» **How to complete this task**: Starting at the line containing "changes go through" and ending at the line containing "use crate::error::AppError;", print every line of the material below exactly, both ends included, and stop there.

» **Given data**:
********

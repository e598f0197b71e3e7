//! Selection commands.
//!
//! Each constructor reduces its request to two id lists, computed once
//! against the selection at construction time:
//!
//! | operation  | add                   | remove                |
//! |------------|-----------------------|-----------------------|
//! | `select`   | objects − selection   | ∅                     |
//! | `deselect` | ∅                     | objects ∩ selection   |
//! | `set_to`   | objects − selection   | selection − objects   |
//! | `toggle`   | objects − selection   | objects ∩ selection   |

use orbit_math::Quat;

use super::{Command, Effect};
use crate::core::{Document, ObjectId, SelectionMode};

/// Change selection membership.
pub struct SelectCommand {
    add: Vec<ObjectId>,
    remove: Vec<ObjectId>,
    /// Reference to install on do; computed from the new selection if `None`
    rotation_reference: Option<Quat>,
    previous_reference: Quat,
}

impl SelectCommand {
    fn from_sets(doc: &Document, add: Vec<ObjectId>, remove: Vec<ObjectId>) -> Self {
        Self {
            add,
            remove,
            rotation_reference: None,
            previous_reference: doc.rotation_reference(),
        }
    }

    /// Add `objects` to the selection
    pub fn select(doc: &Document, objects: &[ObjectId]) -> Self {
        let add = unique_existing(doc, objects)
            .filter(|id| !doc.selection().contains(*id))
            .collect();
        Self::from_sets(doc, add, Vec::new())
    }

    /// Remove `objects` from the selection
    pub fn deselect(doc: &Document, objects: &[ObjectId]) -> Self {
        let remove = unique(objects)
            .filter(|id| doc.selection().contains(*id))
            .collect();
        Self::from_sets(doc, Vec::new(), remove)
    }

    /// Make the selection exactly `objects`
    pub fn set_to(doc: &Document, objects: &[ObjectId]) -> Self {
        let add = unique_existing(doc, objects)
            .filter(|id| !doc.selection().contains(*id))
            .collect();
        let remove = doc
            .selection()
            .iter()
            .copied()
            .filter(|id| !objects.contains(id))
            .collect();
        Self::from_sets(doc, add, remove)
    }

    /// Flip the selection state of each of `objects`
    pub fn toggle(doc: &Document, objects: &[ObjectId]) -> Self {
        let (remove, add): (Vec<_>, Vec<_>) = unique_existing(doc, objects)
            .partition(|id| doc.selection().contains(*id));
        Self::from_sets(doc, add, remove)
    }

    /// Empty the selection
    pub fn clear(doc: &Document) -> Self {
        Self::set_to(doc, &[])
    }

    /// Command for a click with the given modifier mode
    pub fn from_mode(doc: &Document, mode: SelectionMode, objects: &[ObjectId]) -> Self {
        match mode {
            SelectionMode::Replace => Self::set_to(doc, objects),
            SelectionMode::Add => Self::select(doc, objects),
            SelectionMode::Remove => Self::deselect(doc, objects),
            SelectionMode::Toggle => Self::toggle(doc, objects),
        }
    }

    /// Install this rotation reference instead of computing one.
    pub fn with_rotation_reference(mut self, rotation: Quat) -> Self {
        self.rotation_reference = Some(rotation);
        self
    }

    pub fn added(&self) -> &[ObjectId] {
        &self.add
    }

    pub fn removed(&self) -> &[ObjectId] {
        &self.remove
    }

    /// Whether doing this command would change nothing
    pub fn is_empty(&self) -> bool {
        self.add.is_empty() && self.remove.is_empty()
    }
}

impl Command for SelectCommand {
    fn description(&self) -> &str {
        match (self.add.is_empty(), self.remove.is_empty()) {
            (false, true) => "Select",
            (true, false) => "Deselect",
            _ => "Change Selection",
        }
    }

    fn on_do(&mut self, doc: &mut Document) -> Effect {
        if self.is_empty() {
            return Effect::NONE;
        }

        doc.apply_selection(&self.add, &self.remove);
        let reference = self
            .rotation_reference
            .unwrap_or_else(|| doc.compute_rotation_reference());
        doc.set_rotation_reference(reference);
        doc.recalculate_group_transform();
        Effect::TRANSIENT
    }

    fn on_undo(&mut self, doc: &mut Document) -> Effect {
        if self.is_empty() {
            return Effect::NONE;
        }

        doc.apply_selection(&self.remove, &self.add);
        doc.set_rotation_reference(self.previous_reference);
        doc.recalculate_group_transform();
        Effect::TRANSIENT
    }
}

fn unique(objects: &[ObjectId]) -> impl Iterator<Item = ObjectId> + '_ {
    objects
        .iter()
        .enumerate()
        .filter(move |(i, id)| !objects[..*i].contains(*id))
        .map(|(_, id)| *id)
}

fn unique_existing<'a>(
    doc: &'a Document,
    objects: &'a [ObjectId],
) -> impl Iterator<Item = ObjectId> + 'a {
    unique(objects).filter(move |id| doc.contains(*id))
}
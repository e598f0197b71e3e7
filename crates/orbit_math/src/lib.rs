//! # orbit_math - Spatial Value Types
//!
//! The transform value type and bounding volumes shared by the editor core.
//! Vector, quaternion and matrix arithmetic comes from `glam`; this crate adds
//! the editor's conventions on top (scale-rotate-translate order, safe
//! decomposition, oriented box helpers).

pub mod transform;
pub mod bounds;

pub use transform::*;
pub use bounds::*;

pub use glam::{Mat4, Quat, Vec2, Vec3};

/// Common math constants
pub mod consts {
    pub const DEG_TO_RAD: f32 = core::f32::consts::PI / 180.0;
    pub const RAD_TO_DEG: f32 = 180.0 / core::f32::consts::PI;
    pub const EPSILON: f32 = 1e-6;
}

/// Convert degrees to radians
#[inline]
pub fn radians(degrees: f32) -> f32 {
    degrees * consts::DEG_TO_RAD
}

/// Convert radians to degrees
#[inline]
pub fn degrees(radians: f32) -> f32 {
    radians * consts::RAD_TO_DEG
}

/// Round `value` to the nearest multiple of `step`. A non-positive step leaves
/// the value untouched.
#[inline]
pub fn snap(value: f32, step: f32) -> f32 {
    if step > 0.0 {
        (value / step).round() * step
    } else {
        value
    }
}

pub mod prelude {
    pub use crate::transform::Transform;
    pub use crate::bounds::Aabb;
    pub use crate::{radians, degrees, snap};
    pub use glam::{Mat4, Quat, Vec2, Vec3};
}
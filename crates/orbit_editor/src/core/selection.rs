//! Selection set with multi-select support.
//!
//! Modifier mapping follows common editor conventions:
//! - Click: Replace selection
//! - Shift+Click: Add to selection
//! - Ctrl+Click: Remove from selection
//! - Ctrl+Shift+Click: Toggle selection
//!
//! The set is read-only outside the crate; membership changes go through
//! `SelectCommand` so that every change is undoable and the objects'
//! `selected` flags stay in step.

use super::ObjectId;

/// Selection mode based on modifier keys.
#[derive(Clone, Copy, Debug, PartialEq, Eq, Default)]
pub enum SelectionMode {
    /// Replace current selection (normal click)
    #[default]
    Replace,
    /// Add to current selection (Shift+click)
    Add,
    /// Remove from current selection (Ctrl+click)
    Remove,
    /// Toggle selection state (Ctrl+Shift+click)
    Toggle,
}

impl SelectionMode {
    /// Determine selection mode from modifier keys.
    pub fn from_modifiers(shift: bool, ctrl: bool) -> Self {
        match (shift, ctrl) {
            (true, true) => Self::Toggle,
            (true, false) => Self::Add,
            (false, true) => Self::Remove,
            (false, false) => Self::Replace,
        }
    }
}

/// The selected objects of one document, in selection order.
#[derive(Clone, Debug, Default, PartialEq, Eq)]
pub struct SelectionSet {
    selected: Vec<ObjectId>,
}

impl SelectionSet {
    pub fn new() -> Self {
        Self::default()
    }

    /// First selected object
    pub fn primary(&self) -> Option<ObjectId> {
        self.selected.first().copied()
    }

    /// All selected objects, in selection order
    pub fn as_slice(&self) -> &[ObjectId] {
        &self.selected
    }

    pub fn iter(&self) -> impl Iterator<Item = &ObjectId> {
        self.selected.iter()
    }

    pub fn len(&self) -> usize {
        self.selected.len()
    }

    pub fn is_empty(&self) -> bool {
        self.selected.is_empty()
    }

    pub fn contains(&self, id: ObjectId) -> bool {
        self.selected.contains(&id)
    }

    /// Returns false if already present
    pub(crate) fn insert(&mut self, id: ObjectId) -> bool {
        if self.selected.contains(&id) {
            return false;
        }
        self.selected.push(id);
        true
    }

    /// Returns false if not present
    pub(crate) fn remove(&mut self, id: ObjectId) -> bool {
        let before = self.selected.len();
        self.selected.retain(|&s| s != id);
        self.selected.len() != before
    }
}
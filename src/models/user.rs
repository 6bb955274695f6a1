use serde::{Deserialize, Serialize};

use crate::error::AppError;
use crate::models::recipe::RecipeShort;

/// 예약된 사용자 이름 (`/api/users/me` 경로와 겹칩니다)
pub const RESERVED_USERNAME: &str = "me";

#[derive(Debug, Clone, Serialize, Deserialize, sqlx::FromRow)]
pub struct User {
    pub id: String,
    pub email: String,
    pub username: String,
    pub first_name: String,
    pub last_name: String,
    #[serde(skip_serializing)]
    pub password_hash: String,
    pub created_at: String,
}

#[derive(Debug, Clone, Serialize)]
pub struct UserResponse {
    pub id: String,
    pub email: String,
    pub username: String,
    pub first_name: String,
    pub last_name: String,
    /// 요청한 사용자가 이 사용자를 구독 중인지 여부
    pub is_subscribed: bool,
}

impl UserResponse {
    pub fn new(user: User, is_subscribed: bool) -> Self {
        Self {
            id: user.id,
            email: user.email,
            username: user.username,
            first_name: user.first_name,
            last_name: user.last_name,
            is_subscribed,
        }
    }
}

/// 구독 목록/구독 응답에서 쓰는 사용자 표현 (작성자의 레시피 미리보기 포함)
#[derive(Debug, Clone, Serialize)]
pub struct SubscriptionResponse {
    #[serde(flatten)]
    pub user: UserResponse,
    pub recipes: Vec<RecipeShort>,
    pub recipes_count: i64,
}

#[derive(Debug, Deserialize)]
pub struct RegisterRequest {
    #[serde(default)]
    pub email: String,
    #[serde(default)]
    pub username: String,
    #[serde(default)]
    pub first_name: String,
    #[serde(default)]
    pub last_name: String,
    #[serde(default)]
    pub password: String,
}

impl RegisterRequest {
    pub fn validate(&self) -> Result<(), AppError> {
        if !self.email.contains('@') || self.email.len() > 254 {
            return Err(AppError::BadRequest("Invalid email address".to_string()));
        }
        let username = self.username.trim();
        if username.is_empty() || username.chars().count() > 150 {
            return Err(AppError::BadRequest(
                "Username must be between 1 and 150 characters".to_string(),
            ));
        }
        if username == RESERVED_USERNAME {
            return Err(AppError::BadRequest(format!(
                "Username cannot be \"{}\"",
                RESERVED_USERNAME
            )));
        }
        if self.first_name.trim().is_empty() || self.last_name.trim().is_empty() {
            return Err(AppError::BadRequest(
                "First and last name are required".to_string(),
            ));
        }
        if self.first_name.chars().count() > 150 || self.last_name.chars().count() > 150 {
            return Err(AppError::BadRequest(
                "Names must be at most 150 characters".to_string(),
            ));
        }
        if self.password.len() < 8 {
            return Err(AppError::BadRequest(
                "Password must be at least 8 characters".to_string(),
            ));
        }
        Ok(())
    }
}

#[derive(Debug, Deserialize)]
pub struct LoginRequest {
    pub email: String,
    pub password: String,
}

#[derive(Debug, Deserialize)]
pub struct RefreshRequest {
    pub refresh_token: String,
}

#[derive(Debug, Deserialize)]
pub struct SetPasswordRequest {
    pub current_password: String,
    pub new_password: String,
}

#[derive(Debug, Serialize)]
pub struct AuthResponse {
    pub user: UserResponse,
    pub access_token: String,
    pub refresh_token: String,
}

/// `GET /api/users/subscriptions`, `POST /api/users/{id}/subscribe`의 쿼리 파라미터
#[derive(Debug, Clone, Copy, Default, Deserialize)]
pub struct SubscriptionsQuery {
    pub page: Option<i64>,
    pub limit: Option<i64>,
    /// 작성자별 레시피 미리보기의 최대 개수 (없으면 전부)
    pub recipes_limit: Option<i64>,
}

impl SubscriptionsQuery {
    pub fn page_params(&self) -> crate::models::PageParams {
        crate::models::PageParams {
            page: self.page,
            limit: self.limit,
        }
    }
}

#[cfg(test)]
mod tests {
    use super::*;

    fn request(username: &str, password: &str) -> RegisterRequest {
        RegisterRequest {
            email: "cook@example.com".to_string(),
            username: username.to_string(),
            first_name: "Ada".to_string(),
            last_name: "Lovelace".to_string(),
            password: password.to_string(),
        }
    }

    #[test]
    fn accepts_valid_registration() {
        assert!(request("ada", "correct horse").validate().is_ok());
    }

    #[test]
    fn rejects_reserved_username() {
        assert!(matches!(
            request("me", "correct horse").validate(),
            Err(AppError::BadRequest(_))
        ));
    }

    #[test]
    fn rejects_short_password() {
        assert!(request("ada", "short").validate().is_err());
    }
}
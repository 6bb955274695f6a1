mod common;

use axum::http::StatusCode;
use common::setup;
use serde_json::json;

#[tokio::test]
async fn register_login_and_me() {
    let app = setup().await;

    let reply = app
        .post(
            "/api/users",
            None,
            json!({
                "email": "ada@example.com",
                "username": "ada",
                "first_name": "Ada",
                "last_name": "Lovelace",
                "password": "analytical engine",
            }),
        )
        .await;
    assert_eq!(reply.status, StatusCode::CREATED, "{}", reply.text);
    let user = reply.json();
    assert_eq!(user["username"], "ada");
    assert!(user.get("password").is_none());
    assert!(user.get("password_hash").is_none());

    // Same email again
    let reply = app
        .post(
            "/api/users",
            None,
            json!({
                "email": "ada@example.com",
                "username": "ada2",
                "first_name": "Ada",
                "last_name": "Lovelace",
                "password": "analytical engine",
            }),
        )
        .await;
    assert_eq!(reply.status, StatusCode::CONFLICT);

    let reply = app
        .post(
            "/api/auth/token/login",
            None,
            json!({ "email": "ada@example.com", "password": "wrong password" }),
        )
        .await;
    assert_eq!(reply.status, StatusCode::UNAUTHORIZED);

    let reply = app
        .post(
            "/api/auth/token/login",
            None,
            json!({ "email": "ada@example.com", "password": "analytical engine" }),
        )
        .await;
    assert_eq!(reply.status, StatusCode::OK);
    let tokens = reply.json();
    let access = tokens["access_token"].as_str().unwrap();
    let refresh = tokens["refresh_token"].as_str().unwrap();

    let me = app.get("/api/users/me", Some(access)).await.json();
    assert_eq!(me["email"], "ada@example.com");
    assert_eq!(me["is_subscribed"], false);

    let reply = app.get("/api/users/me", None).await;
    assert_eq!(reply.status, StatusCode::UNAUTHORIZED);

    // Refresh tokens rotate: the old one cannot be reused
    let reply = app
        .post("/api/auth/token/refresh", None, json!({ "refresh_token": refresh }))
        .await;
    assert_eq!(reply.status, StatusCode::OK);
    let reply = app
        .post("/api/auth/token/refresh", None, json!({ "refresh_token": refresh }))
        .await;
    assert_eq!(reply.status, StatusCode::UNAUTHORIZED);
}

#[tokio::test]
async fn refresh_token_is_not_a_bearer_token() {
    let app = setup().await;
    app.signup("chef").await;

    let tokens = app
        .post(
            "/api/auth/token/login",
            None,
            json!({ "email": "chef@example.com", "password": "correct horse battery" }),
        )
        .await
        .json();
    let access = tokens["access_token"].as_str().unwrap();
    let refresh = tokens["refresh_token"].as_str().unwrap();

    let reply = app.get("/api/users/me", Some(refresh)).await;
    assert_eq!(reply.status, StatusCode::UNAUTHORIZED);

    // An access token cannot be exchanged for a new pair either
    let reply = app
        .post("/api/auth/token/refresh", None, json!({ "refresh_token": access }))
        .await;
    assert_eq!(reply.status, StatusCode::UNAUTHORIZED);

    let reply = app.post("/api/auth/token/logout", Some(access), json!({})).await;
    assert_eq!(reply.status, StatusCode::OK);

    let reply = app.get("/api/users/me", Some(refresh)).await;
    assert_eq!(reply.status, StatusCode::UNAUTHORIZED);
    let reply = app
        .post("/api/auth/token/refresh", None, json!({ "refresh_token": refresh }))
        .await;
    assert_eq!(reply.status, StatusCode::UNAUTHORIZED);
}

#[tokio::test]
async fn deleting_user_cascades_to_owned_rows() {
    let app = setup().await;
    let (chef_id, chef) = app.signup("chef").await;
    let (fan_id, fan) = app.signup("fan").await;

    let recipe = app
        .create_recipe(&chef, "Pancakes", &[("Flour", 200)], &["breakfast"])
        .await;
    for token in [&chef, &fan] {
        for action in ["favorite", "shopping_cart"] {
            let reply = app
                .post(&format!("/api/recipes/{}/{}", recipe, action), Some(token), json!({}))
                .await;
            assert_eq!(reply.status, StatusCode::CREATED, "{}", reply.text);
        }
    }
    let reply = app
        .post(&format!("/api/users/{}/subscribe", chef_id), Some(&fan), json!({}))
        .await;
    assert_eq!(reply.status, StatusCode::CREATED);
    let reply = app
        .post(&format!("/api/users/{}/subscribe", fan_id), Some(&chef), json!({}))
        .await;
    assert_eq!(reply.status, StatusCode::CREATED);

    sqlx::query("DELETE FROM users WHERE id = ?")
        .bind(&chef_id)
        .execute(&app.pool)
        .await
        .unwrap();

    for (sql, expected) in [
        ("SELECT COUNT(*) FROM recipes WHERE author_id = ?", 0),
        (
            "SELECT COUNT(*) FROM follows, (SELECT ? AS uid) WHERE user_id = uid OR author_id = uid",
            0,
        ),
        ("SELECT COUNT(*) FROM favorites WHERE user_id = ?", 0),
        ("SELECT COUNT(*) FROM shopping_cart WHERE user_id = ?", 0),
        ("SELECT COUNT(*) FROM refresh_tokens WHERE user_id = ?", 0),
    ] {
        let (count,): (i64,) = sqlx::query_as(sql)
            .bind(&chef_id)
            .fetch_one(&app.pool)
            .await
            .unwrap();
        assert_eq!(count, expected, "{}", sql);
    }

    // The fan's rows pointed at the deleted recipe, so they go too
    for table in ["favorites", "shopping_cart"] {
        let (count,): (i64,) = sqlx::query_as(&format!(
            "SELECT COUNT(*) FROM {} WHERE user_id = ?",
            table
        ))
        .bind(&fan_id)
        .fetch_one(&app.pool)
        .await
        .unwrap();
        assert_eq!(count, 0, "{}", table);
    }

    let reply = app.get("/api/users/me", Some(&fan)).await;
    assert_eq!(reply.status, StatusCode::OK);
}

#[tokio::test]
async fn reserved_username_is_rejected() {
    let app = setup().await;
    let reply = app
        .post(
            "/api/users",
            None,
            json!({
                "email": "me@example.com",
                "username": "me",
                "first_name": "Me",
                "last_name": "Myself",
                "password": "long enough password",
            }),
        )
        .await;
    assert_eq!(reply.status, StatusCode::BAD_REQUEST);
}

#[tokio::test]
async fn set_password_requires_current_password() {
    let app = setup().await;
    let (_, token) = app.signup("cook").await;

    let reply = app
        .post(
            "/api/users/set_password",
            Some(&token),
            json!({ "current_password": "not it", "new_password": "brand new secret" }),
        )
        .await;
    assert_eq!(reply.status, StatusCode::BAD_REQUEST);

    let reply = app
        .post(
            "/api/users/set_password",
            Some(&token),
            json!({
                "current_password": "correct horse battery",
                "new_password": "brand new secret",
            }),
        )
        .await;
    assert_eq!(reply.status, StatusCode::NO_CONTENT);

    let reply = app
        .post(
            "/api/auth/token/login",
            None,
            json!({ "email": "cook@example.com", "password": "brand new secret" }),
        )
        .await;
    assert_eq!(reply.status, StatusCode::OK);
}

#[tokio::test]
async fn subscribe_rules() {
    let app = setup().await;
    let (reader_id, reader) = app.signup("reader").await;
    let (author_id, author) = app.signup("author").await;
    let uri = format!("/api/users/{}/subscribe", author_id);

    let reply = app
        .post(&format!("/api/users/{}/subscribe", reader_id), Some(&reader), json!({}))
        .await;
    assert_eq!(reply.status, StatusCode::BAD_REQUEST);

    let reply = app
        .post("/api/users/nobody/subscribe", Some(&reader), json!({}))
        .await;
    assert_eq!(reply.status, StatusCode::NOT_FOUND);

    let reply = app.post(&uri, Some(&reader), json!({})).await;
    assert_eq!(reply.status, StatusCode::CREATED);
    let body = reply.json();
    assert_eq!(body["id"], author_id.as_str());
    assert_eq!(body["is_subscribed"], true);
    assert_eq!(body["recipes_count"], 0);

    let reply = app.post(&uri, Some(&reader), json!({})).await;
    assert_eq!(reply.status, StatusCode::CONFLICT);

    // Profile reflects the edge from the viewer's side only
    let profile = app
        .get(&format!("/api/users/{}", author_id), Some(&reader))
        .await
        .json();
    assert_eq!(profile["is_subscribed"], true);
    let profile = app
        .get(&format!("/api/users/{}", reader_id), Some(&author))
        .await
        .json();
    assert_eq!(profile["is_subscribed"], false);

    assert_eq!(app.delete(&uri, Some(&reader)).await.status, StatusCode::NO_CONTENT);
    assert_eq!(app.delete(&uri, Some(&reader)).await.status, StatusCode::CONFLICT);

    // Self-subscribe stays rejected after other edges changed
    let reply = app
        .post(&format!("/api/users/{}/subscribe", reader_id), Some(&reader), json!({}))
        .await;
    assert_eq!(reply.status, StatusCode::BAD_REQUEST);
}

#[tokio::test]
async fn subscriptions_preview_recipes() {
    let app = setup().await;
    let (_, reader) = app.signup("reader").await;
    let (author_id, author) = app.signup("author").await;

    for name in ["One", "Two", "Three"] {
        app.create_recipe(&author, name, &[("Egg", 1)], &[]).await;
    }
    app.post(&format!("/api/users/{}/subscribe", author_id), Some(&reader), json!({}))
        .await;

    let page = app
        .get("/api/users/subscriptions?recipes_limit=2", Some(&reader))
        .await
        .json();
    assert_eq!(page["count"], 1);
    let entry = &page["results"][0];
    assert_eq!(entry["username"], "author");
    assert_eq!(entry["recipes_count"], 3);
    assert_eq!(entry["recipes"].as_array().unwrap().len(), 2);
    assert_eq!(entry["recipes"][0]["name"], "Three");

    let page = app.get("/api/users/subscriptions", Some(&reader)).await.json();
    assert_eq!(page["results"][0]["recipes"].as_array().unwrap().len(), 3);

    let page = app.get("/api/users/subscriptions", Some(&author)).await.json();
    assert_eq!(page["count"], 0);
}

#[tokio::test]
async fn list_users_is_paginated() {
    let app = setup().await;
    for name in ["a1", "a2", "a3"] {
        app.signup(name).await;
    }

    let page = app.get("/api/users?limit=2", None).await.json();
    assert_eq!(page["count"], 3);
    assert_eq!(page["results"].as_array().unwrap().len(), 2);
    assert_eq!(page["next"], 2);
    assert_eq!(page["results"][0]["username"], "a3");
}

********

» **Solution for this exercise**:
//! The set is read-only outside the crate; membership changes go through
//! `SelectCommand` so that every change is undoable and the objects'
//! `selected` flags stay in step.

use super::ObjectId;

/// Selection mode based on modifier keys.
#[derive(Clone, Copy, Debug, PartialEq, Eq, Default)]
pub enum SelectionMode {
    /// Replace current selection (normal click)
    #[default]
    Replace,
    /// Add to current selection (Shift+click)
    Add,
    /// Remove from current selection (Ctrl+click)
    Remove,
    /// Toggle selection state (Ctrl+Shift+click)
    Toggle,
}

impl SelectionMode {
    /// Determine selection mode from modifier keys.
    pub fn from_modifiers(shift: bool, ctrl: bool) -> Self {
        match (shift, ctrl) {
            (true, true) => Self::Toggle,
            (true, false) => Self::Add,
            (false, true) => Self::Remove,
            (false, false) => Self::Replace,
        }
    }
}

/// The selected objects of one document, in selection order.
#[derive(Clone, Debug, Default, PartialEq, Eq)]
pub struct SelectionSet {
    selected: Vec<ObjectId>,
}

impl SelectionSet {
    pub fn new() -> Self {
        Self::default()
    }

    /// First selected object
    pub fn primary(&self) -> Option<ObjectId> {
        self.selected.first().copied()
    }

    /// All selected objects, in selection order
    pub fn as_slice(&self) -> &[ObjectId] {
        &self.selected
    }

    pub fn iter(&self) -> impl Iterator<Item = &ObjectId> {
        self.selected.iter()
    }

    pub fn len(&self) -> usize {
        self.selected.len()
    }

    pub fn is_empty(&self) -> bool {
        self.selected.is_empty()
    }

    pub fn contains(&self, id: ObjectId) -> bool {
        self.selected.contains(&id)
    }

    /// Returns false if already present
    pub(crate) fn insert(&mut self, id: ObjectId) -> bool {
        if self.selected.contains(&id) {
            return false;
        }
        self.selected.push(id);
        true
    }

    /// Returns false if not present
    pub(crate) fn remove(&mut self, id: ObjectId) -> bool {
        let before = self.selected.len();
        self.selected.retain(|&s| s != id);
        self.selected.len() != before
    }
}
filename src/models/user.rs
repository 6bb955274695f6a1
use serde::{Deserialize, Serialize};

use crate::error::AppError;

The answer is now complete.